Tue, Dec 31, 2013 - Page 3 News List

Alliance questions quality of medicine certifications

NO GUARANTEES:The health insurance watchdog said that the lack of testing reports for drugs that have been altered after gaining approval was a major problem

By Alison Hsiao  /  Staff reporter

National Health Insurance Civilian Surveillance Alliance spokesperson Eva Teng, standing, speaks to reporters in Taipei yesterday about how thousands of certified drug products fail to comply with pharmaceutical regulations.

Photo: Wei Yi-chia, Taipei Times

The National Health Insurance Civilian Surveillance Alliance yesterday questioned the legitimacy of a certification for pharmaceutical manufacturers after a majority of the manufacturers that were required by the Food and Drug Administration (FDA) to re-file bioequivalence testing (BE) reports for changes made to their products were awarded PIC/S GMP or GMP certification.

BE testing is conducted to ensure that a generic drug delivers the same therapeutic effect as a reference brand-name pharmaceutical.

In response, the agency said that the changes to the drugs were “legitimate” and have no negative impact on drug safety.

At the end of August, the health insurance watchdog held a press conference to report that as many as 3,841 drug products failed to comply with pharmaceutical regulations after making changes to package inserts, packaging and the excipients used in drugs without seeking re-approval by the regulator.

In response, the agency promised to hold risk assessment meetings to evaluate the drugs that had been altered.

This month, the agency announced that 33 out of 3,841 generic drug products would need to be tested for their bioequivalence with brand-name medicines, with 21 more to be examined.

The group found that 10 of the 11 drug manufacturers that produce the 33 drugs are PIC/S GMP (Pharmaceutical Inspection Convention and Pharmaceutical Inspection Co-operation Scheme, or the guide to Good Manufacturing Practice for medicinal products) or GMP certified.

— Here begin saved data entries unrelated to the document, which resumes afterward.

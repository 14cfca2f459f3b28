//! Client settings layered from the configuration file and command line

use super::Config;
use crate::constants;
use crate::utils::validators;
use anyhow::{Context, Result};
use pr_github::{DEFAULT_TIMEOUT, GitHubClient};
use std::time::Duration;

/// Transport settings for the GitHub client
///
/// Command line values override configuration file values, which override
/// the library defaults.
#[derive(Debug, Clone, Default, PartialEq)]
pub struct ClientSettings {
    pub api_url: Option<String>,
    pub timeout_secs: Option<u64>,
}

impl ClientSettings {
    pub fn from_config(config: &Config) -> Self {
        Self {
            api_url: config.api_url.clone(),
            timeout_secs: config.timeout_secs,
        }
    }

    /// Apply command line overrides
    pub fn with_overrides(self, api_url: Option<String>, timeout_secs: Option<u64>) -> Self {
        Self {
            api_url: api_url.or(self.api_url),
            timeout_secs: timeout_secs.or(self.timeout_secs),
        }
    }

    pub fn timeout(&self) -> Duration {
        self.timeout_secs
            .map(Duration::from_secs)
            .unwrap_or(DEFAULT_TIMEOUT)
    }

    pub fn build_client(&self) -> Result<GitHubClient> {
        let mut builder = GitHubClient::builder()
            .timeout(self.timeout())
            .user_agent(constants::github::DEFAULT_USER_AGENT);

        if let Some(url) = &self.api_url {
            if !validators::is_valid_api_url(url) {
                anyhow::bail!("API URL must start with http:// or https://: '{}'", url);
            }
            builder = builder.api_base(url);
        }

        builder.build().context("Failed to build HTTP client")
    }
}
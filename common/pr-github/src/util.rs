//! Utility functions for GitHub operations

use crate::pull_requests::{RepositoryCoordinates, SpecError};

/// Parse a GitHub URL into repository coordinates
///
/// Supports various GitHub URL formats:
/// - SSH: `git@github.com:owner/repo.git`
/// - HTTPS: `https://github.com/owner/repo.git`
/// - Legacy: `github.com/owner/repo`
///
/// # Errors
/// Returns [`SpecError::InvalidRepository`] if the URL format is not recognized
pub fn parse_github_url(url: &str) -> Result<RepositoryCoordinates, SpecError> {
    let trimmed = url.trim().trim_end_matches('/').trim_end_matches(".git");

    // Handle SSH URLs: git@github.com:owner/repo or git@github-enterprise:owner/repo
    if trimmed.starts_with("git@")
        && let Some(colon_pos) = trimmed.find(':')
    {
        let parts: Vec<&str> = trimmed[colon_pos + 1..].split('/').collect();
        if let [owner, repo] = parts.as_slice() {
            return RepositoryCoordinates::new(*owner, *repo);
        }
    }

    // Handle HTTPS URLs: https://github.com/owner/repo or https://github-enterprise/owner/repo
    if trimmed.starts_with("https://") || trimmed.starts_with("http://") {
        let without_protocol = trimmed
            .trim_start_matches("https://")
            .trim_start_matches("http://");

        let parts: Vec<&str> = without_protocol.split('/').collect();
        if parts.len() == 3 {
            return RepositoryCoordinates::new(parts[1], parts[2]);
        }
    }

    // Legacy support: github.com/owner/repo
    if trimmed.starts_with("github.com/") {
        let parts: Vec<&str> = trimmed.split('/').collect();
        if parts.len() == 3 {
            return RepositoryCoordinates::new(parts[1], parts[2]);
        }
    }

    Err(SpecError::InvalidRepository(url.to_string()))
}
//! Base types and traits for the command pattern

use crate::github::Submission;
use anyhow::Result;
use pr_github::{CredentialResolver, GitHubClient};
use std::sync::Arc;

/// Context passed to all commands containing the shared collaborators
#[derive(Clone)]
pub struct CommandContext {
    /// Configured GitHub client
    pub client: GitHubClient,
    /// Source of the credential for this invocation
    pub resolver: Arc<dyn CredentialResolver>,
}

/// Trait that all commands must implement
#[async_trait::async_trait]
pub trait Command {
    /// Execute the command with the given context, returning one outcome per
    /// pull request submitted
    async fn execute(&self, context: &CommandContext) -> Result<Vec<Submission>>;
}
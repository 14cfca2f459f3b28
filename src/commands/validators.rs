//! Command argument validation utilities
//!
//! This module provides centralized validation logic for command arguments
//! after clap parsing. Pull request content itself is validated when the
//! specification is built.

use crate::utils::validators::is_valid_api_url;
use anyhow::{Result, anyhow};

/// Validation errors for command arguments
#[derive(Debug, PartialEq)]
pub enum CommandValidationError {
    /// Mutually exclusive arguments were both provided
    MutualExclusivity { first: String, second: String },
    /// Invalid argument value
    InvalidValue {
        argument: String,
        value: String,
        reason: String,
    },
}

impl std::fmt::Display for CommandValidationError {
    fn fmt(&self, f: &mut std::fmt::Formatter<'_>) -> std::fmt::Result {
        match self {
            CommandValidationError::MutualExclusivity { first, second } => {
                write!(f, "Cannot specify both {} and {}", first, second)
            }
            CommandValidationError::InvalidValue {
                argument,
                value,
                reason,
            } => {
                write!(f, "Invalid value '{}' for {}: {}", value, argument, reason)
            }
        }
    }
}

impl std::error::Error for CommandValidationError {}

/// Convert validation error to anyhow::Error
pub fn validation_error_to_anyhow(error: CommandValidationError) -> anyhow::Error {
    anyhow!(error.to_string())
}

/// Validate pull request names given on the command line
pub fn validate_pull_request_names(names: &[String]) -> Result<()> {
    for name in names {
        if name.trim().is_empty() {
            return Err(validation_error_to_anyhow(
                CommandValidationError::InvalidValue {
                    argument: "pull request name".to_string(),
                    value: name.clone(),
                    reason: "pull request name cannot be empty or whitespace only".to_string(),
                },
            ));
        }
    }
    Ok(())
}

/// Validate request timeout
pub fn validate_timeout(timeout: &Option<u64>) -> Result<()> {
    if let Some(0) = timeout {
        return Err(validation_error_to_anyhow(
            CommandValidationError::InvalidValue {
                argument: "--timeout".to_string(),
                value: "0".to_string(),
                reason: "timeout must be at least one second".to_string(),
            },
        ));
    }
    Ok(())
}

/// Validate API root override
pub fn validate_api_url(api_url: &Option<String>) -> Result<()> {
    if let Some(url) = api_url
        && !is_valid_api_url(url)
    {
        return Err(validation_error_to_anyhow(
            CommandValidationError::InvalidValue {
                argument: "--api-url".to_string(),
                value: url.clone(),
                reason: "must start with http:// or https://".to_string(),
            },
        ));
    }
    Ok(())
}

/// Validate body arguments
///
/// Ensures at most one of `--body` and `--body-file` is provided
pub fn validate_body_args(body: &Option<String>, body_file: &Option<String>) -> Result<()> {
    if body.is_some() && body_file.is_some() {
        return Err(validation_error_to_anyhow(
            CommandValidationError::MutualExclusivity {
                first: "--body".to_string(),
                second: "--body-file".to_string(),
            },
        ));
    }

    if let Some(path) = body_file
        && path.trim().is_empty()
    {
        return Err(validation_error_to_anyhow(
            CommandValidationError::InvalidValue {
                argument: "--body-file".to_string(),
                value: path.clone(),
                reason: "path cannot be empty".to_string(),
            },
        ));
    }
    Ok(())
}
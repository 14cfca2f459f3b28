//! Command implementations using the command pattern

pub mod base;
pub mod create;
pub mod submit;
pub mod validators;

pub use base::{Command, CommandContext};
pub use create::CreateCommand;
pub use submit::SubmitCommand;
use serde::Serialize;

use crate::trust_scoring::domain::{Product, Review};

/// ProductListing - One page of analyzed products
///
/// `total` is the full count in storage, not the page size, so clients
/// can paginate.
#[derive(Debug, Clone, Serialize)]
pub struct ProductListing {
    pub products: Vec<Product>,
    pub total: u64,
    pub offset: u32,
    pub limit: u32,
}

/// ReviewListing - Stored reviews for one product
///
/// `product_id` echoes the id the client asked for, even when nothing
/// was found for it.
#[derive(Debug, Clone, Serialize)]
pub struct ReviewListing {
    pub product_id: String,
    pub reviews: Vec<Review>,
    pub total: u64,
}
use crate::application::dto::AnalysisReport;
use crate::shared::Result;

/// ReportFormatter port for rendering an analysis report
///
/// Implementations turn a completed analysis into a string in one
/// output format (JSON, Markdown). Selection happens by CLI flag
/// through the formatter factory.
pub trait ReportFormatter {
    /// Renders the report
    ///
    /// # Errors
    /// Returns an error if the report cannot be serialized.
    fn format(&self, report: &AnalysisReport) -> Result<String>;
}
use crate::application::dto::AnalysisReport;
use crate::ports::outbound::ReportFormatter;
use crate::shared::Result;

/// JsonFormatter adapter for machine-readable reports
///
/// This adapter implements the ReportFormatter port for JSON output.
/// The rendered document carries the product (with its trust score)
/// plus every review the analysis was based on.
pub struct JsonFormatter;

impl JsonFormatter {
    pub fn new() -> Self {
        Self
    }
}

impl Default for JsonFormatter {
    fn default() -> Self {
        Self::new()
    }
}

impl ReportFormatter for JsonFormatter {
    fn format(&self, report: &AnalysisReport) -> Result<String> {
        let mut rendered = serde_json::to_string_pretty(report)?;
        rendered.push('\n');
        Ok(rendered)
    }
}
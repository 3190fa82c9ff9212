use async_trait::async_trait;

use crate::application::dto::DashboardAnalytics;
use crate::shared::TrustLensError;

/// DashboardPort - Inbound port for aggregate analytics
#[async_trait]
pub trait DashboardPort: Send + Sync {
    /// Computes the analytics snapshot shown on the dashboard
    ///
    /// # Errors
    /// Returns an error if the underlying storage cannot be queried.
    async fn dashboard_analytics(&self) -> Result<DashboardAnalytics, TrustLensError>;
}
/// Application layer - Use cases and DTOs
///
/// This layer contains the application logic that orchestrates
/// domain services and coordinates with infrastructure through ports.
pub mod dto;
pub mod factories;
pub mod use_cases;
/// Type alias for Result with anyhow::Error as the error type.
/// This provides a consistent error handling pattern across the codebase.
pub type Result<T> = std::result::Result<T, anyhow::Error>;
use serde::Serialize;

use crate::ports::outbound::{DashboardSnapshot, PlatformCount};

/// Activity counters for the current UTC day.
#[derive(Debug, Clone, PartialEq, Serialize)]
pub struct RecentActivity {
    pub products_analyzed_today: u64,
    pub reviews_processed: u64,
    pub trust_scores_updated: u64,
}

/// DashboardAnalytics - Aggregate view served by the dashboard endpoint
#[derive(Debug, Clone, Serialize)]
pub struct DashboardAnalytics {
    pub total_products: u64,
    pub total_reviews: u64,
    /// Mean overall trust score, rounded to two decimal places.
    pub average_trust_score: f64,
    pub platform_distribution: Vec<PlatformCount>,
    pub recent_activity: RecentActivity,
}

impl DashboardAnalytics {
    /// Shape the raw storage aggregates for presentation.
    pub fn from_snapshot(snapshot: DashboardSnapshot) -> Self {
        DashboardAnalytics {
            total_products: snapshot.total_products,
            total_reviews: snapshot.total_reviews,
            average_trust_score: round_to_hundredth(snapshot.average_trust_score),
            platform_distribution: snapshot.platform_distribution,
            recent_activity: RecentActivity {
                products_analyzed_today: snapshot.products_analyzed_today,
                reviews_processed: snapshot.reviews_processed_today,
                trust_scores_updated: snapshot.trust_scores_updated_today,
            },
        }
    }
}

fn round_to_hundredth(value: f64) -> f64 {
    (value * 100.0).round() / 100.0
}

“The government has required all pharmaceutical manufacturers to be PIC/S-certified by the end of next year, after which those without will not be permitted to make or sell drugs in Taiwan,” alliance spokeswoman Eva Teng (滕西華) said.

“However, the 10 manufacturers account for 15.8 percent of the 57 PIC/S GMP-certified manufacturers in the country. This makes us concerned that the certification does not guarantee drug quality,” Teng added.

The lack of BE testing reports for drugs that have been altered is a major problem, the group said.

“Changing the excipient, the diluent or the vehicle of a drug could decrease its therapeutic effect,” alliance convener Huang Sue-ying (黃淑英) said, adding that the agency should have ordered that the 33 drug products be pulled off shelves immediately after the announcement this month.

“The agency asked doctors to look for substitutes as soon as possible, and said that the drugs were without health risks,” she said.

FDA official Chi Jo-feng (祁若鳳) said that the PIC/S GMP certificate would not be revoked unless the violations are “grave,” such as producing counterfeit drugs, adding that the drugs were not withdrawn from the market immediately because some patients need time to switch to a new drug.

The agency updated the list in a statement yesterday, announcing the final result of the assessment for the need of BE testing on a total of 54 drugs (including the 33 announced earlier), which said that only nine of the 54 would need to redo BE testing.

One of the 33 drugs required to be tested this month was made exempt because the manufacturer had subsequently handed in relevant documents, while several others decided to revert to the original formula or simply give up the permit for the drug and had their products pulled off shelves, an FDA official said.